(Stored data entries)

########################################

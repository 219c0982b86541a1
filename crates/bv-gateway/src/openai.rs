//! OpenAI-compatible chat completions (Groq, Together AI, OpenRouter).

use async_trait::async_trait;
use reqwest::Client;
use serde::{Deserialize, Serialize};
use std::time::Duration;

use crate::error::ProviderError;
use crate::http::{build_client, join_url, post_json};
use crate::provider::RewriteProvider;
use crate::request::{clean_output, RewriteRequest};

const TEMPERATURE: f32 = 0.7;
const MAX_TOKENS: u32 = 1024;

#[derive(Debug, Clone)]
pub struct OpenAiCompatibleProvider {
    name: String,
    base_url: String,
    model: String,
    api_key: String,
    headers: Vec<(String, String)>,
    client: Client,
}

impl OpenAiCompatibleProvider {
    pub fn new(
        name: impl Into<String>,
        base_url: impl Into<String>,
        model: impl Into<String>,
        api_key: impl Into<String>,
        timeout: Duration,
    ) -> Result<Self, ProviderError> {
        Ok(Self {
            name: name.into(),
            base_url: base_url.into(),
            model: model.into(),
            api_key: api_key.into(),
            headers: Vec::new(),
            client: build_client(timeout)?,
        })
    }

    /// Adds one extra HTTP header sent with every request.
    pub fn with_header(mut self, name: impl Into<String>, value: impl Into<String>) -> Self {
        self.headers.push((name.into(), value.into()));
        self
    }
}

#[async_trait]
impl RewriteProvider for OpenAiCompatibleProvider {
    fn name(&self) -> &str {
        &self.name
    }

    async fn attempt(&self, request: &RewriteRequest<'_>) -> Result<String, ProviderError> {
        let payload = ChatCompletionsRequest {
            model: &self.model,
            messages: vec![
                ChatMessage { role: "system", content: request.system_prompt() },
                ChatMessage { role: "user", content: request.text.to_string() },
            ],
            temperature: TEMPERATURE,
            max_tokens: MAX_TOKENS,
        };
        let url = join_url(&self.base_url, "chat/completions");
        let response: ChatCompletionsResponse =
            post_json(&self.client, &url, &self.api_key, &self.headers, &payload).await?;

        response
            .choices
            .first()
            .and_then(|choice| choice.message.content.as_ref())
            .and_then(ChatContent::text)
            .map(clean_output)
            .filter(|content| !content.is_empty())
            .ok_or_else(|| ProviderError::payload("response did not contain assistant text"))
    }
}

#[derive(Debug, Serialize)]
struct ChatCompletionsRequest<'a> {
    model: &'a str,
    messages: Vec<ChatMessage>,
    temperature: f32,
    max_tokens: u32,
}

#[derive(Debug, Serialize)]
struct ChatMessage {
    role: &'static str,
    content: String,
}

#[derive(Debug, Deserialize)]
struct ChatCompletionsResponse {
    #[serde(default)]
    choices: Vec<ChatChoice>,
}

#[derive(Debug, Deserialize)]
struct ChatChoice {
    message: ChatChoiceMessage,
}

#[derive(Debug, Deserialize)]
struct ChatChoiceMessage {
    content: Option<ChatContent>,
}

#[derive(Debug, Deserialize)]
#[serde(untagged)]
enum ChatContent {
    Text(String),
    Parts(Vec<ChatContentPart>),
}

#[derive(Debug, Deserialize)]
struct ChatContentPart {
    text: Option<String>,
}

impl ChatContent {
    fn text(&self) -> Option<&str> {
        match self {
            Self::Text(text) => Some(text.as_str()),
            Self::Parts(parts) => parts.iter().find_map(|p| p.text.as_deref()),
        }
    }
}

########################################

● **What is required**
Reproduce the data exactly, character for character.

● **Response to this exercise**
repository 219c0982b86541a1
filename crates/bv-gateway/src/openai.rs
//! OpenAI-compatible chat completions (Groq, Together AI, OpenRouter).

use async_trait::async_trait;
use reqwest::Client;
use serde::{Deserialize, Serialize};
use std::time::Duration;

use crate::error::ProviderError;
use crate::http::{build_client, join_url, post_json};
use crate::provider::RewriteProvider;
use crate::request::{clean_output, RewriteRequest};

const TEMPERATURE: f32 = 0.7;
const MAX_TOKENS: u32 = 1024;

#[derive(Debug, Clone)]
pub struct OpenAiCompatibleProvider {
    name: String,
    base_url: String,
    model: String,
    api_key: String,
    headers: Vec<(String, String)>,
    client: Client,
}

impl OpenAiCompatibleProvider {
    pub fn new(
        name: impl Into<String>,
        base_url: impl Into<String>,
        model: impl Into<String>,
        api_key: impl Into<String>,
        timeout: Duration,
    ) -> Result<Self, ProviderError> {
        Ok(Self {
            name: name.into(),
            base_url: base_url.into(),
            model: model.into(),
            api_key: api_key.into(),
            headers: Vec::new(),
            client: build_client(timeout)?,
        })
    }

    /// Adds one extra HTTP header sent with every request.
    pub fn with_header(mut self, name: impl Into<String>, value: impl Into<String>) -> Self {
        self.headers.push((name.into(), value.into()));
        self
    }
}

#[async_trait]
impl RewriteProvider for OpenAiCompatibleProvider {
    fn name(&self) -> &str {
        &self.name
    }

    async fn attempt(&self, request: &RewriteRequest<'_>) -> Result<String, ProviderError> {
        let payload = ChatCompletionsRequest {
            model: &self.model,
            messages: vec![
                ChatMessage { role: "system", content: request.system_prompt() },
                ChatMessage { role: "user", content: request.text.to_string() },
            ],
            temperature: TEMPERATURE,
            max_tokens: MAX_TOKENS,
        };
        let url = join_url(&self.base_url, "chat/completions");
        let response: ChatCompletionsResponse =
            post_json(&self.client, &url, &self.api_key, &self.headers, &payload).await?;

        response
            .choices
            .first()
            .and_then(|choice| choice.message.content.as_ref())
            .and_then(ChatContent::text)
            .map(clean_output)
            .filter(|content| !content.is_empty())
            .ok_or_else(|| ProviderError::payload("response did not contain assistant text"))
    }
}

#[derive(Debug, Serialize)]
struct ChatCompletionsRequest<'a> {
    model: &'a str,
    messages: Vec<ChatMessage>,
    temperature: f32,
    max_tokens: u32,
}

#[derive(Debug, Serialize)]
struct ChatMessage {
    role: &'static str,
    content: String,
}

#[derive(Debug, Deserialize)]
struct ChatCompletionsResponse {
    #[serde(default)]
    choices: Vec<ChatChoice>,
}

#[derive(Debug, Deserialize)]
struct ChatChoice {
    message: ChatChoiceMessage,
}

#[derive(Debug, Deserialize)]
struct ChatChoiceMessage {
    content: Option<ChatContent>,
}

#[derive(Debug, Deserialize)]
#[serde(untagged)]
enum ChatContent {
    Text(String),
    Parts(Vec<ChatContentPart>),
}

#[derive(Debug, Deserialize)]
struct ChatContentPart {
    text: Option<String>,
}

impl ChatContent {
    fn text(&self) -> Option<&str> {
        match self {
            Self::Text(text) => Some(text.as_str()),
            Self::Parts(parts) => parts.iter().find_map(|p| p.text.as_deref()),
        }
    }
}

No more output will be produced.